JAMAIS ESTEVE PELO DIÁLOGO, DEMOCRACIA E PAZ AQUELE QUE MANDA ATACAR MILITARMENTE A RESIDÊNCIA DO LÍDER DA OPOSIÇÃO E MEMBRO DE PLENO DIREITO DO CONSELHO DE ESTADO DE UM PAÍS SÉRIO…
Estava, no final da noite de ontem, a ouvir, pela Rádio Moçambique e muito apreensivamente, o Director Nacional da Política de Defesa e Segurança no Ministério da Defesa Nacional a anunciar triunfalmente que as Forças de Defesa e Segurança de Moçambique haviam tomado de assalto o lugar onde Afonso Dhlakama, líder do maior partido político na Oposição, havia fixado residência desde o ano passado, em Santungira. Apreensivo porque sempre pensei que Afonso Dhlakama fosse o segundo político mais importante deste país e, derivado dessa condição, gozar de tratamento especial sob toda e qualquer circunstância.
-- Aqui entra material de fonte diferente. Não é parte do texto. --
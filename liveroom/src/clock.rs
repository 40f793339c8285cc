//! Wall-clock source for rooms.

use std::sync::atomic::{AtomicU64, Ordering};
use std::time::SystemTime;

pub trait Clock: Send + Sync {
    /// Milliseconds since the Unix epoch.
    fn now_ms(&self) -> u64;
}

#[derive(Debug, Default, Clone, Copy)]
pub struct SystemClock;

impl Clock for SystemClock {
    fn now_ms(&self) -> u64 {
        SystemTime::now()
            .duration_since(SystemTime::UNIX_EPOCH)
            .map(|d| d.as_millis() as u64)
            .unwrap_or_default()
    }
}

/// A clock that only moves when told to.
#[derive(Debug, Default)]
pub struct ManualClock {
    now: AtomicU64,
}

impl ManualClock {
    pub fn new(start_ms: u64) -> Self {
        Self {
            now: AtomicU64::new(start_ms),
        }
    }

    pub fn set(&self, ms: u64) {
        self.now.store(ms, Ordering::SeqCst);
    }

    pub fn advance(&self, ms: u64) {
        self.now.fetch_add(ms, Ordering::SeqCst);
    }
}

impl Clock for ManualClock {
    fn now_ms(&self) -> u64 {
        self.now.load(Ordering::SeqCst)
    }
}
Com efeito, tal prerrogativa consubstancia-se pelo facto de ele ser o segundo candidato mais votado nas eleições presidenciais e gozar, à luz da Constituição, de imunidades e privilégios especiais. Ademais, Afonso Dhlakama não é um cidadão comum neste país e jamais o será: mais do que qualquer moçambicano ainda na política activa, foi o principal responsável pela assinatura dos Acordos Gerais de Paz, em 1992, que pôs fim à maior e mais mortífera guerra de que há memória neste país.
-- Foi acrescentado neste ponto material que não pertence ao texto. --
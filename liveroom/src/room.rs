//! A collaboration room: sessions, presence, storage ops and leased
//! sessions, all serialized behind one lock.
//!
//! ```text
//!   handle_data(key, raw)
//!          │ decode frame ("ping" → "pong", bad JSON → close 4000)
//!          ▼
//!   process_client_msgs ── pending += 1 ──► lock(RoomState) ─────────────┐
//!                                            │ presence / events fan-out │
//!                                            │ storage ops → Storage     │
//!                                            │ send failures → reaped    │
//!                                            │ hook futures collected    │
//!                                          unlock ◄──────────────────────┘
//!          │ pending -= 1
//!          ▼
//!   run deferred hooks (each on its own task)
//! ```
//!
//! Every mutation of the tree or the session registry happens under the
//! lock, one batch at a time. Transports never block, so sending while
//! locked is fine.

use std::sync::atomic::{AtomicBool, AtomicUsize, Ordering};
use std::sync::Arc;

use base64::engine::general_purpose::STANDARD as BASE64;
use base64::Engine as _;
use serde_json::Value;
use thiserror::Error;
use tokio::sync::Mutex;

use crate::clock::{Clock, SystemClock};
use crate::hooks::{run_deferred, BackpressureLevel, DefaultHooks, Deferred, HookError, RoomHooks, SessionSummary, SCOPE_ROOM_WRITE};
use crate::leased::LeasedSession;
use crate::protocol::{
    decode_frame, ActorId, ClientMsg, Frame, JsonObject, Op, SerializedCrdt, ServerMsg, UserEntry, PONG,
    STREAMING_STORAGE_VERSION, TARGET_EVERYONE,
};
use crate::session::{CloseReason, Session, SessionKind, SessionRegistry, Ticket, TicketOptions, Transport};
use crate::storage::driver::{meta_counter, META_ACTOR_COUNTER};
use crate::storage::{ApplyOutcome, Driver, LoadedParts, Storage, StorageError, StoreError};

/// Scope shown for leased sessions in the roster.
pub const LEASED_SESSION_SCOPE: &str = "room:presence:write";

/// Room configuration.
#[derive(Debug, Clone)]
pub struct RoomConfig {
    /// Nodes per STORAGE_CHUNK message (default: 250)
    pub storage_chunk_size: usize,
    /// Pending batches that trigger a soft backpressure warning
    pub soft_pending_limit: usize,
    /// Pending batches that trigger a hard backpressure warning
    pub hard_pending_limit: usize,
    /// Scopes granted to tickets that do not name their own
    pub default_scopes: Vec<String>,
    /// Serialize storage snapshots lazily, chunk by chunk
    pub low_memory_snapshots: bool,
}

impl Default for RoomConfig {
    fn default() -> Self {
        Self {
            storage_chunk_size: 250,
            soft_pending_limit: 1_000,
            hard_pending_limit: 10_000,
            default_scopes: vec![SCOPE_ROOM_WRITE.to_string()],
            low_memory_snapshots: false,
        }
    }
}

impl RoomConfig {
    /// Small limits so tests can reach them.
    pub fn for_testing() -> Self {
        Self {
            soft_pending_limit: 4,
            hard_pending_limit: 8,
            ..Self::default()
        }
    }
}

#[derive(Debug, Error)]
pub enum RoomError {
    #[error(transparent)]
    Store(#[from] StoreError),
    #[error(transparent)]
    Storage(#[from] StorageError),
    #[error("Unknown session")]
    UnknownSession,
    #[error("Room is not loaded")]
    NotLoaded,
    #[error("Unload vetoed: {0}")]
    UnloadVetoed(HookError),
    #[error("Background task failed: {0}")]
    Task(String),
}

/// Everything a room shares with its locked state.
#[derive(Clone)]
struct RoomContext {
    id: String,
    config: RoomConfig,
    driver: Arc<dyn Driver>,
    hooks: Arc<dyn RoomHooks>,
    clock: Arc<dyn Clock>,
}

pub struct Room {
    ctx: RoomContext,
    state: Mutex<RoomState>,
    /// Held for the whole of a load or unload, so concurrent loads share one.
    load_lock: Mutex<()>,
    loaded: AtomicBool,
    pending: AtomicUsize,
}

impl Room {
    pub fn new(id: impl Into<String>, driver: Arc<dyn Driver>, config: RoomConfig) -> Self {
        Self::with_parts(id, driver, config, Arc::new(DefaultHooks), Arc::new(SystemClock))
    }

    pub fn with_parts(
        id: impl Into<String>,
        driver: Arc<dyn Driver>,
        config: RoomConfig,
        hooks: Arc<dyn RoomHooks>,
        clock: Arc<dyn Clock>,
    ) -> Self {
        let ctx = RoomContext {
            id: id.into(),
            config,
            driver,
            hooks,
            clock,
        };
        Self {
            state: Mutex::new(RoomState {
                ctx: ctx.clone(),
                storage: Storage::new(),
                sessions: SessionRegistry::new(),
                failed: Vec::new(),
                effects: Vec::new(),
            }),
            ctx,
            load_lock: Mutex::new(()),
            loaded: AtomicBool::new(false),
            pending: AtomicUsize::new(0),
        }
    }

    pub fn id(&self) -> &str {
        &self.ctx.id
    }

    pub fn config(&self) -> &RoomConfig {
        &self.ctx.config
    }

    pub fn is_loaded(&self) -> bool {
        self.loaded.load(Ordering::SeqCst)
    }

    /// Batches waiting for or holding the lock.
    pub fn pending(&self) -> usize {
        self.pending.load(Ordering::SeqCst)
    }

    pub async fn session_count(&self) -> usize {
        self.state.lock().await.sessions.len()
    }

    // ─── Lifecycle ────────────────────────────────────────────────────

    /// Load storage if needed. Concurrent callers wait for the same load.
    pub async fn load(&self) -> Result<(), RoomError> {
        let _guard = self.load_lock.lock().await;
        if self.is_loaded() {
            return Ok(());
        }
        let id = self.ctx.id.clone();
        let driver = self.ctx.driver.clone();
        let parts = tokio::task::spawn_blocking(move || LoadedParts::load(&id, driver))
            .await
            .map_err(|e| RoomError::Task(e.to_string()))??;

        self.state.lock().await.storage.install(parts);
        self.loaded.store(true, Ordering::SeqCst);
        log::info!("Room {} loaded", self.ctx.id);
        Ok(())
    }

    /// Release in-memory storage, unless `before_unload` objects.
    pub async fn unload(&self) -> Result<(), RoomError> {
        let _guard = self.load_lock.lock().await;
        self.ctx
            .hooks
            .before_unload(&self.ctx.id)
            .map_err(RoomError::UnloadVetoed)?;
        self.state.lock().await.storage.unload();
        self.loaded.store(false, Ordering::SeqCst);
        log::info!("Room {} unloaded", self.ctx.id);
        Ok(())
    }

    // ─── Sessions ─────────────────────────────────────────────────────

    /// Issue a ticket. Touches no session state.
    ///
    /// A requested actor (a reconnect) is honored only if the allocator
    /// already handed it out and no leased session holds it. Anything else
    /// gets a fresh actor.
    pub fn create_ticket(&self, options: TicketOptions) -> Result<Ticket, RoomError> {
        let actor = match options.actor {
            Some(actor) if self.is_reclaimable(actor)? => actor,
            Some(actor) => {
                log::debug!("Room {}: actor {actor} was never issued here, allocating", self.ctx.id);
                self.ctx.driver.next_actor(&self.ctx.id)?
            }
            None => self.ctx.driver.next_actor(&self.ctx.id)?,
        };
        let scopes = options
            .scopes
            .unwrap_or_else(|| self.ctx.config.default_scopes.clone());
        Ok(Ticket::new(actor, options.version, options.user, scopes, options.public_meta))
    }

    fn is_reclaimable(&self, actor: ActorId) -> Result<bool, RoomError> {
        let Ok(requested) = u64::try_from(actor) else {
            return Ok(false);
        };
        let issued = meta_counter(self.ctx.driver.get_meta(&self.ctx.id, META_ACTOR_COUNTER)?);
        if requested >= issued {
            return Ok(false);
        }
        let leased = self.ctx.driver.list_leased_sessions(&self.ctx.id)?;
        Ok(!leased.iter().any(|l| l.actor == actor))
    }

    pub async fn start_browser_session(&self, ticket: Ticket, transport: Arc<dyn Transport>) -> Result<(), RoomError> {
        self.start_session(ticket, SessionKind::Browser(transport)).await?;
        Ok(())
    }

    /// Start a session without a transport. Returns its key; replies are
    /// read with [`take_backend_replies`](Self::take_backend_replies).
    pub async fn start_backend_session(&self, ticket: Ticket) -> Result<String, RoomError> {
        self.start_session(ticket, SessionKind::Backend(Vec::new())).await
    }

    pub async fn take_backend_replies(&self, key: &str) -> Result<Vec<ServerMsg>, RoomError> {
        let mut state = self.state.lock().await;
        let session = state.sessions.get_mut(key).ok_or(RoomError::UnknownSession)?;
        Ok(session.take_buffered())
    }

    /// Close one session. Returns whether it existed.
    pub async fn end_browser_session(&self, key: &str, reason: CloseReason) -> bool {
        self.locked(|state| state.end_session(key, &reason)).await
    }

    /// Close every session matching `predicate`. Returns how many closed.
    pub async fn end_session_by<F>(&self, predicate: F, reason: CloseReason) -> usize
    where
        F: Fn(&Session) -> bool,
    {
        self.locked(|state| {
            let keys: Vec<String> = state
                .sessions
                .iter()
                .filter(|s| predicate(s))
                .map(|s| s.key().to_string())
                .collect();
            keys.iter().filter(|k| state.end_session(k, &reason)).count()
        })
        .await
    }

    async fn start_session(&self, ticket: Ticket, kind: SessionKind) -> Result<String, RoomError> {
        self.locked(|state| state.start_session(ticket, kind)).await
    }

    /// Run `f` under the room lock, close sessions whose sends failed, then
    /// run the hooks it deferred once the lock is released.
    async fn locked<T>(&self, f: impl FnOnce(&mut RoomState) -> T) -> T {
        let (out, effects) = {
            let mut state = self.state.lock().await;
            let out = f(&mut *state);
            state.reap_failed();
            (out, state.take_effects())
        };
        run_deferred(&self.ctx.id, effects).await;
        out
    }

    // ─── Messages ─────────────────────────────────────────────────────

    /// Handle one raw inbound frame from session `key`.
    pub async fn handle_data(&self, key: &str, raw: &str) -> Result<(), RoomError> {
        match decode_frame(raw) {
            Ok(Frame::Ping) => {
                let now = self.ctx.clock.now_ms();
                self.locked(|state| -> Result<(), RoomError> {
                    let session = state.sessions.get_mut(key).ok_or(RoomError::UnknownSession)?;
                    session.last_active_at = now;
                    if session.deliver_raw(PONG).is_err() {
                        state.failed.push(key.to_string());
                    }
                    Ok(())
                })
                .await
            }
            Ok(Frame::Messages(msgs)) => self.process_client_msgs(key, msgs).await,
            Err(e) => {
                log::debug!("Room {}: closing session on bad frame: {e}", self.ctx.id);
                self.end_browser_session(key, CloseReason::InvalidFormat).await;
                Ok(())
            }
        }
    }

    /// Apply a batch of messages from session `key` atomically.
    pub async fn process_client_msgs(&self, key: &str, msgs: Vec<ClientMsg>) -> Result<(), RoomError> {
        if !self.is_loaded() {
            self.load().await?;
        }
        let pending = self.pending.fetch_add(1, Ordering::SeqCst) + 1;
        if pending == self.ctx.config.hard_pending_limit {
            self.ctx.hooks.on_backpressure(&self.ctx.id, BackpressureLevel::Hard, pending);
        } else if pending == self.ctx.config.soft_pending_limit {
            self.ctx.hooks.on_backpressure(&self.ctx.id, BackpressureLevel::Soft, pending);
        }

        let (result, effects) = {
            let mut state = self.state.lock().await;
            let result = state.process_batch(key, msgs);
            state.reap_failed();
            (result, state.take_effects())
        };
        self.pending.fetch_sub(1, Ordering::SeqCst);

        run_deferred(&self.ctx.id, effects).await;
        result
    }

    // ─── Leased sessions ──────────────────────────────────────────────

    /// Create or refresh a leased session and announce its presence.
    pub async fn upsert_leased_session(
        &self,
        session_id: &str,
        presence: JsonObject,
        ttl_ms: u64,
        info: Value,
    ) -> Result<LeasedSession, RoomError> {
        self.locked(|state| state.upsert_leased(session_id, presence, ttl_ms, info))
            .await
    }

    /// Live leased sessions. Expired ones are deleted on the way, each with
    /// one USER_LEFT.
    pub async fn list_leased_sessions(&self) -> Result<Vec<LeasedSession>, RoomError> {
        self.locked(RoomState::scan_leased).await
    }

    /// Remove a leased session. Returns whether it existed.
    pub async fn delete_leased_session(&self, session_id: &str) -> Result<bool, RoomError> {
        self.locked(|state| -> Result<bool, RoomError> {
            let Some(existing) = state.ctx.driver.get_leased_session(&state.ctx.id, session_id)? else {
                return Ok(false);
            };
            state.ctx.driver.delete_leased_session(&state.ctx.id, session_id)?;
            log::info!("Room {}: leased session {session_id} removed", state.ctx.id);
            state.broadcast(None, &ServerMsg::UserLeft { actor: existing.actor });
            Ok(true)
        })
        .await
    }

    // ─── Inspection ───────────────────────────────────────────────────

    /// Current storage rows in root-first order.
    pub async fn storage_rows(&self) -> Result<Vec<(String, SerializedCrdt)>, RoomError> {
        let state = self.state.lock().await;
        let tree = state.storage.tree()?;
        Ok(tree.snapshot(false).to_vec())
    }

    /// Full state of the binary document.
    pub async fn ydoc_state(&self) -> Result<Vec<u8>, RoomError> {
        let state = self.state.lock().await;
        Ok(state.storage.ydoc()?.encode_state())
    }
}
Num país pretensamente democrático e com as especificidades típicas de Moçambique – um sistema político vigente imposto pela força das armas e não por desenvolvimentos políticos convencionais – assistir ao pontapear discricionário de um legado histórico dessa dimensão por parte do regime no poder, 21 anos depois e por razões racionalmente não convincentes, oferece-nos um cenário não muito auspicioso para a paz que duramente nos custou a alcançar e a manter. As Forças de Defesa e Segurança não podem ser usadas para resolver impasses políticos. Não é essa a sua natureza e missão.
Os homens armados da Renamo são produto do consenso de Roma e devem ser analisados dentro desse contexto específico. O fim da guerra civil em Moçambique e a assinatura dos Acordos de Roma teve como uma das suas condições fundamentais a manutenção desta força militar da Renamo. Não podemos exigir hoje, no calor de um presumido racionalismo democrático convencional, que tal força seja desmantelada.
Moçambique não é os Estados Unidos da América, o Zimbabwe ou a Austrália. Temos as nossas especificidades e somos um exemplo de sucesso durante estes 21 anos de paz exactamente por mantermos tais especificidades. Armando Guebuza, como Presidente da República e Comandante em Chefe das Forças de Defesa e Segurança de Moçambique, tem responsabilidades acrescidas na manutenção desse desiderato. As nossas forças armadas atacaram, destruíram e ocuparam a residência de Afonso Dhlakama sob seu conhecimento e autorização.
Parece-me um gesto de muita hipocrisia e sordidez o nosso Chefe de Estado aparecer publicamente, nas suas presidências abertas e em conferências de imprensa, a apelar ao diálogo e à paz quando, em última instância, autoriza um ataque armado à residência do seu mais importante oponente político, membro de pleno direito do seu próprio Conselho de Estado e uma figura incontornável para a manutenção da paz que ele paradoxalmente apregoa.
Por conseguinte, só a Armando Guebuza e seus subordinados mais directos na autorização e na operacionalização do ataque à Santungira é que deverão ser responsabilizados pelo “assassinato” do político Dhlakama, ontem, e pela ressurreição do “bandido armado” Dhlakama, de agora em diante.